Date Posted: September 21, 2011
Print Edition: September 14, 2011

It is certainly to be expected that the editors of The Cascade receive comments and complaints about articles in past editions. As a student-run newspaper, we in part should reflect our student body, and therefore if a student is dissatisfied (or otherwise) it is necessary to have these views recognized. Of course, critique will be most common in areas of greater controversy; Violet Hart’s running column ‘Discussions Below the Belt’ would naturally receive more of a reaction than others.

As young adults, university students are aware of sex, enough so that it is a part of our daily lives. Violet Hart’s column is candid, engaging, and often humourous. There are students in the school who’ll admit to only reading Ms. Hart’s column when picking up The Cascade. Her column relates to many within the student body, as elements of sex – be it issues with safety, technique, and so on – is a common topic among us, after all. On the other hand, readers have also expressed the opinion that they find the articles published bordering upon inappropriate, substance of which does not belong in a school newspaper. Suggestions of censoring certain pieces have been made, due to the embarrassing nature of the column to some.

However, as students, we must avoid words such as censorship. As young men and women making the transition into the adult society, we shouldn’t rely on our parents’ version of decency. We are a generation that will define ourselves. We deserve the right to run a paper the way we choose, to push the lines of society, to create a new standard for our generation – and we deserve to be able to read columns like Violet Hart’s, even if they are indecent, unusual, or too outspoken for some. As a student body we should be determining ourselves, what we are going to be as a new generation unique from others before us.

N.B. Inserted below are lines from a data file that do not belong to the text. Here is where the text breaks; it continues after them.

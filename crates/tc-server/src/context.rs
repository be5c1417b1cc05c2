//! Application context shared by all route handlers via Axum state.

use std::sync::Arc;

use chrono::{DateTime, Utc};
use tc_av::{FfmpegEncoder, FfprobeProber, ToolRegistry};
use tc_core::config::Config;
use tc_core::Catalog;
use tc_stream::{EngineSettings, StorageLayout, StreamEngine};
use tokio_util::sync::CancellationToken;

/// Cheaply cloneable; everything inside is behind an `Arc`.
#[derive(Clone)]
pub struct AppContext {
    /// Immutable configuration snapshot.
    pub config: Arc<Config>,
    pub engine: StreamEngine,
    /// External tool registry.
    pub tools: Arc<ToolRegistry>,
    pub started_at: DateTime<Utc>,
}

impl AppContext {
    pub fn new(config: Arc<Config>, engine: StreamEngine, tools: Arc<ToolRegistry>) -> Self {
        Self {
            config,
            engine,
            tools,
            started_at: Utc::now(),
        }
    }

    /// Wire the ffmpeg-backed engine over `catalog`.
    ///
    /// Encoders started by the engine are killed when `shutdown` fires.
    pub fn with_ffmpeg(
        config: Config,
        catalog: Arc<dyn Catalog>,
        tools: Arc<ToolRegistry>,
        shutdown: CancellationToken,
    ) -> Self {
        let encoder = FfmpegEncoder::new(tools.path_or_name("ffmpeg"))
            .with_timeout(config.streaming.encoder_timeout())
            .with_max_threads(config.streaming.max_encoder_threads);
        let prober = FfprobeProber::new(tools.path_or_name("ffprobe"));

        let layout = StorageLayout::new(&config.storage.hls_dir, &config.storage.transcode_dir);
        let engine = StreamEngine::new(layout, catalog, Arc::new(encoder), Arc::new(prober))
            .with_settings(EngineSettings::from_config(&config.streaming))
            .with_shutdown(shutdown);

        Self::new(Arc::new(config), engine, tools)
    }
}
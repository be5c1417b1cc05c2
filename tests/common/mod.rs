//! Shared test harness for integration tests.
//!
//! Provides [`TestHarness`], which wires a full [`AppContext`] over an
//! in-memory SQLite catalog, a scripted encoder that writes plausible output
//! instead of running ffmpeg, and a temporary storage root. [`with_server`]
//! starts Axum on a random port for HTTP-level testing.

#![allow(dead_code)]

use std::net::SocketAddr;
use std::path::Path;
use std::pin::Pin;
use std::sync::atomic::{AtomicUsize, Ordering};
use std::sync::Arc;
use std::task::{Context, Poll};
use std::time::Duration;

use async_trait::async_trait;
use parking_lot::Mutex;
use tokio::io::{AsyncRead, ReadBuf};
use tokio::sync::Semaphore;
use tokio_util::io::StreamReader;
use tokio_util::sync::CancellationToken;

use tc_av::{
    AudioInfo, AudioProber, AudioReader, Encoder, LiveJob, ProgressFn, ProgressTick, ToolRegistry,
    TranscodeJob, VariantJob,
};
use tc_core::config::Config;
use tc_core::{AssetId, Error, Result};
use tc_db::{init_memory_pool, DbPool, SqliteCatalog};
use tc_server::context::AppContext;
use tc_server::router::build_router;
use tc_stream::{EngineSettings, StorageLayout, StreamEngine};

/// Encoder double: writes segments and markers the way ffmpeg would.
#[derive(Default)]
pub struct ScriptedEncoder {
    pub segments: i64,
    /// When set, the encoder pauses after segment 0 until a permit arrives.
    pub gate: Option<Arc<Semaphore>>,
    /// When set, every run exits with this code.
    pub fail_code: Option<i32>,
    pub variant_runs: AtomicUsize,
    pub transcode_runs: AtomicUsize,
    pub live_runs: AtomicUsize,
    /// Live readers not yet dropped.
    pub live_open: Arc<AtomicUsize>,
    /// Live output never ends; a chunk is produced every few milliseconds.
    pub endless_live: bool,
    pub jobs: Mutex<Vec<String>>,
}

/// Live reader that counts itself in `open` until dropped.
struct TrackedReader {
    inner: AudioReader,
    open: Arc<AtomicUsize>,
}

impl AsyncRead for TrackedReader {
    fn poll_read(
        mut self: Pin<&mut Self>,
        cx: &mut Context<'_>,
        buf: &mut ReadBuf<'_>,
    ) -> Poll<std::io::Result<()>> {
        self.inner.as_mut().poll_read(cx, buf)
    }
}

impl Drop for TrackedReader {
    fn drop(&mut self) {
        self.open.fetch_sub(1, Ordering::SeqCst);
    }
}

impl ScriptedEncoder {
    pub fn new(segments: i64) -> Self {
        Self {
            segments,
            ..Default::default()
        }
    }

    fn failure(&self) -> Option<Error> {
        self.fail_code.map(|code| Error::ProcessFailed {
            tool: "ffmpeg".into(),
            code,
            message: "Invalid data found when processing input".into(),
        })
    }
}

#[async_trait]
impl Encoder for ScriptedEncoder {
    async fn encode_variant(
        &self,
        job: &VariantJob,
        _cancel: &CancellationToken,
        progress: Option<ProgressFn>,
    ) -> Result<()> {
        self.variant_runs.fetch_add(1, Ordering::SeqCst);
        self.jobs.lock().push(format!("variant:{}", job.variant));
        if let Some(e) = self.failure() {
            return Err(e);
        }

        let stem = job.variant.stem();
        let dir = &job.output_dir;
        std::fs::write(dir.join(format!("{stem}_-1.m4s")), format!("{stem} init"))?;
        for n in 0..self.segments {
            std::fs::write(dir.join(format!("{stem}_{n}.m4s")), format!("{stem} segment {n}"))?;
            if let Some(progress) = &progress {
                progress(ProgressTick {
                    out_time_ms: (n as u64 + 1) * 3000,
                    done: false,
                });
            }
            if n == 0 {
                if let Some(gate) = &self.gate {
                    let _permit = gate.acquire().await;
                }
            }
        }
        std::fs::write(
            dir.join(format!("{stem}-encoder.m3u8")),
            "#EXTM3U\n#EXT-X-PLAYLIST-TYPE:VOD\n#EXT-X-ENDLIST\n",
        )?;
        Ok(())
    }

    async fn transcode(&self, job: &TranscodeJob, _cancel: &CancellationToken) -> Result<()> {
        self.transcode_runs.fetch_add(1, Ordering::SeqCst);
        self.jobs.lock().push(format!("transcode:{}", job.quality));
        if let Some(e) = self.failure() {
            return Err(e);
        }
        std::fs::write(&job.output, format!("OggS {} transcode payload", job.quality))?;
        Ok(())
    }

    async fn stream(&self, job: &LiveJob, _cancel: &CancellationToken) -> Result<AudioReader> {
        self.live_runs.fetch_add(1, Ordering::SeqCst);
        self.jobs.lock().push(format!("live:{}@{}", job.quality, job.offset_ms));

        let inner: AudioReader = if self.endless_live {
            let chunks = futures::stream::unfold((), |()| async {
                tokio::time::sleep(Duration::from_millis(5)).await;
                Some((Ok::<_, std::io::Error>(&b"live chunk "[..]), ()))
            });
            Box::pin(StreamReader::new(chunks))
        } else {
            let body = format!("{} audio from {}ms", job.quality, job.offset_ms);
            Box::pin(std::io::Cursor::new(body.into_bytes()))
        };

        self.live_open.fetch_add(1, Ordering::SeqCst);
        Ok(Box::pin(TrackedReader {
            inner,
            open: self.live_open.clone(),
        }))
    }
}

/// Prober double describing a 10.5 s stereo source.
pub struct StaticProber;

#[async_trait]
impl AudioProber for StaticProber {
    async fn probe(&self, _path: &Path) -> Result<AudioInfo> {
        Ok(AudioInfo {
            channels: 2,
            bit_rate: 1_000_000,
            duration_ms: 10_500,
        })
    }
}

/// Test harness wrapping a fully-constructed [`AppContext`].
pub struct TestHarness {
    pub ctx: AppContext,
    pub db: DbPool,
    pub encoder: Arc<ScriptedEncoder>,
    pub dir: tempfile::TempDir,
}

impl TestHarness {
    pub fn new() -> Self {
        Self::with_encoder(ScriptedEncoder::new(4))
    }

    pub fn with_encoder(encoder: ScriptedEncoder) -> Self {
        let dir = tempfile::tempdir().expect("failed to create temp dir");
        let mut config = Config::default();
        config.storage.hls_dir = dir.path().join("hls");
        config.storage.transcode_dir = dir.path().join("transcode");
        config.streaming.ready_timeout_secs = 5;
        config.streaming.fallback_poll_ms = 20;

        let db = init_memory_pool().expect("failed to create in-memory pool");
        let encoder = Arc::new(encoder);
        let layout = StorageLayout::new(&config.storage.hls_dir, &config.storage.transcode_dir);
        let engine = StreamEngine::new(
            layout,
            Arc::new(SqliteCatalog::new(db.clone())),
            encoder.clone(),
            Arc::new(StaticProber),
        )
        .with_settings(EngineSettings::from_config(&config.streaming));

        let ctx = AppContext::new(Arc::new(config), engine, Arc::new(ToolRegistry::default()));

        Self {
            ctx,
            db,
            encoder,
            dir,
        }
    }

    /// Start an Axum server on a random port.
    pub async fn with_server(encoder: ScriptedEncoder) -> (Self, SocketAddr) {
        let harness = Self::with_encoder(encoder);
        let app = build_router(harness.ctx.clone());

        let listener = tokio::net::TcpListener::bind("127.0.0.1:0")
            .await
            .expect("failed to bind random port");
        let addr = listener.local_addr().expect("failed to get local addr");

        tokio::spawn(async move {
            axum::serve(listener, app).await.ok();
        });

        (harness, addr)
    }

    pub fn app(&self) -> axum::Router {
        build_router(self.ctx.clone())
    }

    pub fn conn(&self) -> tc_db::pool::PooledConnection {
        tc_db::get_conn(&self.db).expect("failed to get connection")
    }

    /// Register a source file for `id` and return its asset id.
    pub fn register(&self, id: i64) -> AssetId {
        let id = AssetId::new(id).expect("valid asset id");
        let source = self.dir.path().join(format!("track-{id}.flac"));
        std::fs::write(&source, format!("fLaC source {id}")).expect("write source");
        let signature = tc_core::signature::file_signature(&source).expect("signature");
        tc_db::queries::assets::upsert_asset(
            &self.conn(),
            id,
            &source.to_string_lossy(),
            &signature,
        )
        .expect("upsert asset");
        id
    }

    pub fn layout(&self) -> &StorageLayout {
        self.ctx.engine.layout()
    }

    /// Poll until `path` exists or panic after a few seconds.
    pub async fn wait_for(&self, path: &Path) {
        for _ in 0..250 {
            if path.exists() {
                return;
            }
            tokio::time::sleep(Duration::from_millis(20)).await;
        }
        panic!("{} never appeared", path.display());
    }
}
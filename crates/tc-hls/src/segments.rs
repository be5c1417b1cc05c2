//! Equal-length segment boundaries.
//!
//! Audio has no keyframe constraints, so a rendition is cut into segments of
//! exactly the configured length with one shorter remainder at the end.
//! Durations are computed in integer milliseconds and only converted to
//! seconds at the edge, so `10500 / 3000` yields exactly `[3, 3, 3, 1.5]`.

use tc_core::{Error, Result};

/// Split `total_ms` into segments of `segment_ms`, returned in seconds.
///
/// Produces `floor(total / segment)` full segments plus one remainder
/// segment, which is dropped when the division is exact. Zero inputs are a
/// validation error.
pub fn compute_equal_length_segments(segment_ms: u64, total_ms: u64) -> Result<Vec<f64>> {
    if segment_ms == 0 || total_ms == 0 {
        return Err(Error::Validation(format!(
            "invalid segment length ({segment_ms} ms) or runtime ({total_ms} ms)"
        )));
    }

    let whole = total_ms / segment_ms;
    let remainder = total_ms % segment_ms;

    let mut segments = Vec::with_capacity(whole as usize + 1);
    segments.extend((0..whole).map(|_| ms_to_secs(segment_ms)));
    if remainder > 0 {
        segments.push(ms_to_secs(remainder));
    }

    Ok(segments)
}

/// `ceil` of the longest segment, used for `#EXT-X-TARGETDURATION`.
pub fn target_duration(segments: &[f64], segment_ms: u64) -> u64 {
    let longest = segments
        .iter()
        .copied()
        .fold(None, |acc: Option<f64>, s| Some(acc.map_or(s, |a| a.max(s))))
        .unwrap_or_else(|| ms_to_secs(segment_ms));
    longest.ceil() as u64
}

fn ms_to_secs(ms: u64) -> f64 {
    ms as f64 / 1000.0
}
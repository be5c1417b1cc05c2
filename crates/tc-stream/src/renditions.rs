//! Whole-file transcode cache.
//!
//! A transcode is current when the catalog's stored signature for its quality
//! matches the source's signature and the output file exists. Stale or
//! missing outputs are regenerated under the generation registry and the new
//! signature is written back.

use std::path::{Path, PathBuf};

use tc_av::TranscodeJob;
use tc_core::{AssetId, GenerationKey, MediaAsset, Result, TranscodeQuality};
use tokio::task::JoinHandle;

use crate::engine::StreamEngine;

fn is_current(asset: &MediaAsset, quality: TranscodeQuality, output: &Path) -> bool {
    asset.transcode_signature_current(quality) && output.exists()
}

fn partial_path(output: &Path) -> PathBuf {
    let mut name = output.as_os_str().to_owned();
    name.push(".part");
    PathBuf::from(name)
}

impl StreamEngine {
    /// Return the path of an up-to-date transcode, generating it if needed.
    ///
    /// Runs inside the caller's future; dropping it kills the encoder.
    pub async fn ensure_transcoded(
        &self,
        asset_id: AssetId,
        quality: TranscodeQuality,
    ) -> Result<PathBuf> {
        let asset = self.catalog.get_asset(asset_id).await?;
        let output = self.layout.transcode_output(asset_id, quality);
        if is_current(&asset, quality, &output) {
            tracing::debug!(asset_id = %asset_id, quality = %quality, "Transcode is current");
            return Ok(output);
        }

        let key = GenerationKey::transcode(asset_id, quality);
        self.registry
            .run_exclusive(key, move |_| self.generate_transcode(asset_id, quality))
            .await?;
        Ok(output)
    }

    async fn generate_transcode(&self, asset_id: AssetId, quality: TranscodeQuality) -> Result<()> {
        // Re-read: a previous leader may have finished while we queued.
        let asset = self.catalog.get_asset(asset_id).await?;
        let output = self.layout.transcode_output(asset_id, quality);
        if is_current(&asset, quality, &output) {
            return Ok(());
        }

        tokio::fs::create_dir_all(self.layout.transcode_dir(asset_id)).await?;
        let partial = partial_path(&output);
        let job = TranscodeJob {
            source: asset.source_path.clone(),
            output: partial.clone(),
            quality,
        };

        let cancel = self.shutdown.child_token();
        if let Err(e) = self.encoder.transcode(&job, &cancel).await {
            let _ = tokio::fs::remove_file(&partial).await;
            return Err(e);
        }
        tokio::fs::rename(&partial, &output).await?;

        if let Err(e) = self
            .catalog
            .update_rendition_signature(asset_id, quality, &asset.file_signature)
            .await
        {
            tracing::warn!(
                asset_id = %asset_id,
                quality = %quality,
                error = %e,
                "Failed to record transcode signature"
            );
        }
        Ok(())
    }

    /// Generate a transcode in the background.
    ///
    /// Soft failures are expected here (shutdown, killed encoder) and only
    /// logged at debug.
    pub fn prefetch_transcode(&self, asset_id: AssetId, quality: TranscodeQuality) -> JoinHandle<()> {
        let engine = self.clone();
        tokio::spawn(async move {
            match engine.ensure_transcoded(asset_id, quality).await {
                Ok(path) => {
                    tracing::debug!(asset_id = %asset_id, quality = %quality, path = %path.display(), "Prefetched transcode");
                }
                Err(e) if e.is_soft() => {
                    tracing::debug!(asset_id = %asset_id, quality = %quality, error = %e, "Prefetch stopped early");
                }
                Err(e) => {
                    tracing::error!(asset_id = %asset_id, quality = %quality, error = %e, "Prefetch failed");
                }
            }
        })
    }
}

We should also understand that as consumer-figures at our university, we need to control the direction UFV takes. Do we want our school to remain as conservative as the community it dwells in? Our actions and desires affect the potential decisions and conduct of our school. Do we want censorship or restraint at our own school?

Our newspaper should not be conforming. Students should bring unconventional (and perhaps inappropriate) opinions forward to people who have dropped previous judgments and standards as to what is, in fact, appropriate. As students, we should be accepted into an open atmosphere that appreciates such courage and forward thinking. University is a time for testing the waters, after all.

However, it is essential we make our own reactions and opinions known. If it remains offensive, if we disagree, we should speak out. As our student society develops and integrates into the community, we may find we are not going in that direction. Speak out to change it, to modify, check, encourage or impel. Complaints and disagreements are not only acceptable, but welcomed and responded to –  part of the conversation. But as university students we need to be the ones pushing forward with open minds to the pulse of society, be that the down and dirty, blunt facts of a young adult’s life, or perhaps something else entirely.

We seem to be stuck in this together as a generation. As such, accommodating, tolerating and communicating is entirely necessary. If that means using personal discretion by not reading a column, then so be it. If it means directing critique towards the editors, that is entirely welcome. We have yet to establish ourselves and our principles, and that process will call for argument and reasoning with one another.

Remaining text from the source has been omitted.